Next, we review the applicable legal principles. "The test for competency to stand trial arises from basic concepts of due process." State v. Purnell, 394 N.J. Super. 28, 47 (App. Div. 2007); State v. M.J.K., 369 N.J. Super. 532, 547 (App. Div. 2004), certif. granted, 181 N.J. 549, appeal dismissed, 187 N.J. 74 (2005). When a defendant is tried while incompetent to stand trial, that defendant has been deprived of his due process right to a fair trial. State v. Cecil, 260 N.J. Super. 475, 480 (App. Div. 1992), certif. denied, 133 N.J. 431 (1993). At a minimum, the defendant must have sufficient present ability to consult with his lawyer with a reasonable degree of rational understanding and a rational as well as factual understanding of the proceedings against him. Purnell, supra, 394 N.J. Super at 47 (citing Dusky v. United States, 362 U.S. 402, 402, 80 S. Ct. 788, 789, 4 L. Ed. 2d 824, 825 (1960)).
The test for competency to stand trial in New Jersey is codified in N.J.S.A. 2C:4-4, which provides in part: "No person who lacks capacity to understand the proceedings against him or to assist in his own defense shall be tried, convicted or sentenced for the commission of an offense so long as such incapacity endures." N.J.S.A. 2C:4-4a. The defendant must understand his presence in a courtroom facing criminal charges; the roles of the judge, prosecutor and defense attorney; his rights and the consequences of waiver of the same; and his ability to participate in his own defense. N.J.S.A. 2C:4-4b.

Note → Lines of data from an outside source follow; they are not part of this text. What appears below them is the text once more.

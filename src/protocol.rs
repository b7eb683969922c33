//! Wire protocol of the iCE40 flasher firmware.
//!
//! Requests are a single opcode byte, optionally followed by a big-endian
//! 32-bit flash address, a big-endian 16-bit length and raw data. Every
//! reply is a single length byte followed by exactly that many payload bytes.

use core::fmt;

/// Maximum number of bytes moved by a single read or write round-trip
pub const MAX_CHUNK: usize = 256;

/// Delay between sending a write frame and reading its status (ms).
/// The firmware is busy programming the flash page until then.
pub const WRITE_SETTLE_MS: u32 = 3;

/// Halt acknowledgement
pub const STATUS_HALTED: u8 = b'R';
/// Start acknowledgement
pub const STATUS_STARTED: u8 = b'r';
/// Erase / write success
pub const STATUS_OK: u8 = b'O';

/// CDONE low, the FPGA is not configured
pub const CDONE_INACTIVE: u8 = b'c';
/// CDONE high, the FPGA is configured and running
pub const CDONE_ACTIVE: u8 = b'C';

#[derive(Debug, PartialEq, Clone, Copy)]
pub enum Command {
    /// Fetch the firmware identity string
    Firmware = b'!' as isize,

    /// Hold the iCE40 in reset, releasing the SPI bus to the programmer
    Halt = b'h' as isize,

    /// Release the iCE40 from reset so it configures from flash
    Start = b'g' as isize,

    /// Query the state of the CDONE pin
    Cdone = b'c' as isize,

    /// Erase the whole flash chip
    Erase = b'e' as isize,

    /// Read the unique serial number of the flash chip
    ChipSerial = b's' as isize,

    /// Reads up to 256 bytes of flash starting from the supplied address
    ReadFlash = b'r' as isize,

    /// Writes up to 256 bytes of flash starting from the supplied address
    WriteFlash = b'w' as isize,

    /// Computes a CRC32 over a flash region on the device
    VerifyCrc = b't' as isize,
}

impl Command {
    /// Byte sent on the wire for this command
    pub fn opcode(self) -> u8 {
        self as u8
    }
}

impl fmt::Display for Command {
    fn fmt(&self, f: &mut fmt::Formatter<'_>) -> fmt::Result {
        let name = match self {
            Command::Firmware => "firmware",
            Command::Halt => "halt",
            Command::Start => "start",
            Command::Cdone => "cdone",
            Command::Erase => "erase",
            Command::ChipSerial => "chip serial",
            Command::ReadFlash => "read flash",
            Command::WriteFlash => "write flash",
            Command::VerifyCrc => "verify crc",
        };
        f.write_str(name)
    }
}

/// State of the iCE40 CDONE pin
#[derive(Debug, PartialEq, Clone, Copy)]
pub enum CdoneStatus {
    Inactive,
    Active,
}

impl CdoneStatus {
    pub fn from_marker(v: u8) -> Option<Self> {
        match v {
            CDONE_INACTIVE => Some(Self::Inactive),
            CDONE_ACTIVE => Some(Self::Active),
            _ => None,
        }
    }
}

impl fmt::Display for CdoneStatus {
    fn fmt(&self, f: &mut fmt::Formatter<'_>) -> fmt::Result {
        match self {
            CdoneStatus::Inactive => f.write_str("STOPPED"),
            CdoneStatus::Active => f.write_str("ACTIVE"),
        }
    }
}

/// Outgoing request frame
#[derive(Debug, PartialEq, Clone)]
pub struct Frame<'a> {
    pub command: Command,
    pub address: Option<u32>,
    pub length: Option<u16>,
    pub data: &'a [u8],
}

impl<'a> Frame<'a> {
    /// Opcode only frame
    pub fn command(command: Command) -> Self {
        Self {
            command,
            address: None,
            length: None,
            data: &[],
        }
    }

    /// Opcode followed by a flash address and length
    pub fn region(command: Command, address: u32, length: u16) -> Self {
        Self {
            command,
            address: Some(address),
            length: Some(length),
            data: &[],
        }
    }

    /// Attach raw data following the header
    pub fn with_data(mut self, data: &'a [u8]) -> Self {
        self.data = data;
        self
    }

    /// Serialise the frame into the bytes sent to the device
    pub fn to_bytes(&self) -> Vec<u8> {
        encode(self.command, self.address, self.length, self.data)
    }
}

/// Encode a request. No length prefix is added, only replies are framed.
pub fn encode(command: Command, address: Option<u32>, length: Option<u16>, data: &[u8]) -> Vec<u8> {
    let mut buff = Vec::with_capacity(1 + 4 + 2 + data.len());

    buff.push(command.opcode());
    if let Some(a) = address {
        buff.extend_from_slice(&a.to_be_bytes());
    }
    if let Some(l) = length {
        buff.extend_from_slice(&l.to_be_bytes());
    }
    buff.extend_from_slice(data);

    buff
}
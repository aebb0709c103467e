use std::path::Path;

use crate::error::Day01Error;

/// Reads the whole puzzle input into memory.
#[tracing::instrument(skip_all, fields(path = %path.as_ref().display()))]
pub fn read_input(path: impl AsRef<Path>) -> Result<String, Day01Error> {
    let path = path.as_ref();
    let input = std::fs::read_to_string(path).map_err(|source| Day01Error::MissingInput {
        path: path.to_path_buf(),
        source,
    })?;

    tracing::debug!(bytes = input.len(), "read puzzle input");
    Ok(input)
}
use crate::{error::Day01Error, lists::LocationLists, parser::parse_input};

/// Pairs the smallest left value with the smallest right value, the second
/// smallest with the second smallest, and so on, summing the distances.
#[tracing::instrument(skip(lists), fields(records = lists.len()))]
pub fn total_distance(lists: &LocationLists) -> Result<u64, Day01Error> {
    let mut sorted = lists.clone();
    sorted.sort();

    sorted
        .left()
        .iter()
        .zip(sorted.right())
        .try_fold(0u64, |total, (a, b)| total.checked_add(a.abs_diff(*b)))
        .ok_or(Day01Error::Overflow {
            stage: "total distance",
        })
}

#[tracing::instrument(skip(input))]
pub fn process(input: &str) -> miette::Result<String> {
    let lists = parse_input(input)?;
    let result = total_distance(&lists)?;

    Ok(result.to_string())
}

#[cfg(test)]
mod tests {
    use super::*;
    use rstest::rstest;

    const EXAMPLE: &str = "3   4
4   3
2   5
1   3
3   9
3   3";

    #[test]
    fn test_process() -> miette::Result<()> {
        assert_eq!("11", process(EXAMPLE)?);
        Ok(())
    }

    #[test]
    fn test_empty_input() -> miette::Result<()> {
        assert_eq!("0", process("")?);
        Ok(())
    }

    #[rstest]
    #[case("3 3\n3 9\n1 3\n2 5\n4 3\n3 4")]
    #[case("1 3\n3 9\n3 4\n2 5\n3 3\n4 3")]
    fn test_line_order_does_not_matter(#[case] shuffled: &str) -> miette::Result<()> {
        assert_eq!(process(EXAMPLE)?, process(shuffled)?);
        Ok(())
    }

    #[test_log::test]
    fn test_symmetric_under_column_swap() -> miette::Result<()> {
        let lists = parse_input(EXAMPLE)?;
        let forward = total_distance(&lists)?;
        let backward = total_distance(&lists.swapped())?;
        assert_eq!(forward, backward);
        Ok(())
    }

    #[test]
    fn test_negative_values() -> miette::Result<()> {
        let lists = LocationLists::from_columns(vec![-5, 10], vec![5, -10])?;
        // sorted: [-5, 10] vs [-10, 5]
        assert_eq!(10, total_distance(&lists)?);
        Ok(())
    }

    #[test]
    fn test_extreme_difference_does_not_wrap() -> miette::Result<()> {
        let lists = LocationLists::from_columns(vec![i64::MIN], vec![i64::MAX])?;
        assert_eq!(u64::MAX, total_distance(&lists)?);
        Ok(())
    }

    #[test]
    fn test_overflow() -> miette::Result<()> {
        let lists =
            LocationLists::from_columns(vec![i64::MIN, i64::MIN], vec![i64::MAX, i64::MAX])?;
        assert!(matches!(
            total_distance(&lists),
            Err(Day01Error::Overflow { .. })
        ));
        Ok(())
    }

    #[test]
    fn test_malformed_input_fails() {
        assert!(process("3 4\n7").is_err());
    }
}
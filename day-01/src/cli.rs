use std::path::PathBuf;

use clap::Parser;

const DEFAULT_INPUT: &str = "input1.txt";

/// Historian Hysteria: reconcile two lists of location IDs.
#[derive(Parser, Debug)]
#[command(author, version, about, long_about = None)]
pub struct Args {
    /// Puzzle input, one pair of location IDs per line.
    #[arg(default_value = DEFAULT_INPUT)]
    pub input: PathBuf,
}
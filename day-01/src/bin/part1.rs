use clap::Parser;
use day_01::{cli::Args, input::read_input, part1::process};
use miette::Context;

#[tracing::instrument]
fn main() -> miette::Result<()> {
    tracing_subscriber::fmt::init();

    let args = Args::parse();
    let file = read_input(&args.input)?;
    let result = process(&file).context("process part 1")?;
    println!("{}", result);
    Ok(())
}
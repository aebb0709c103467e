pub mod cli;
pub mod error;
pub mod input;
pub mod lists;
pub mod parser;
pub mod part1;
pub mod part2;

pub use error::Day01Error;
pub use lists::{FrequencyMap, LocationLists};

/// Both answers for one puzzle input.
#[derive(Debug, Clone, Copy, PartialEq, Eq)]
pub struct Answer {
    pub total_distance: u64,
    pub frequency_score: i64,
}

/// Parses the input once and computes both answers.
#[tracing::instrument(skip(input))]
pub fn solve(input: &str) -> Result<Answer, Day01Error> {
    let lists = parser::parse_input(input)?;

    Ok(Answer {
        total_distance: part1::total_distance(&lists)?,
        frequency_score: part2::frequency_score(&lists)?,
    })
}
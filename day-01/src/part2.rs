use crate::{error::Day01Error, lists::LocationLists, parser::parse_input};

/// Sums each left value multiplied by how often it appears in the right column.
#[tracing::instrument(skip(lists), fields(records = lists.len()))]
pub fn frequency_score(lists: &LocationLists) -> Result<i64, Day01Error> {
    let counts = lists.right_frequencies();
    tracing::debug!(distinct = counts.len(), "built right column frequencies");

    let overflow = || Day01Error::Overflow {
        stage: "frequency score",
    };

    lists.left().iter().try_fold(0i64, |score, value| {
        let count = counts.get(value).copied().unwrap_or(0);
        let count = i64::try_from(count).map_err(|_| overflow())?;
        value
            .checked_mul(count)
            .and_then(|weighted| score.checked_add(weighted))
            .ok_or_else(overflow)
    })
}

#[tracing::instrument(skip(input))]
pub fn process(input: &str) -> miette::Result<String> {
    let lists = parse_input(input)?;
    let result = frequency_score(&lists)?;

    Ok(result.to_string())
}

The threshold determination as to competency must be made by the trial judge, and our review of a judge's decision not to order such a hearing is a "strict one." State v. Harris, 181 N.J. 391, 458 (2004). As the Court said in Harris,
"[W]hile the court has the power to order an inquiry in the defendant's mental qualifications to stand trial, failure to exercise the powers will not be reviewed on appeal, unless it clearly and convincingly appears that the defendant was incapable of standing trial." [[State v.] Lucas,  30 N.J. , 73-74 [(1959)](emphasis added).]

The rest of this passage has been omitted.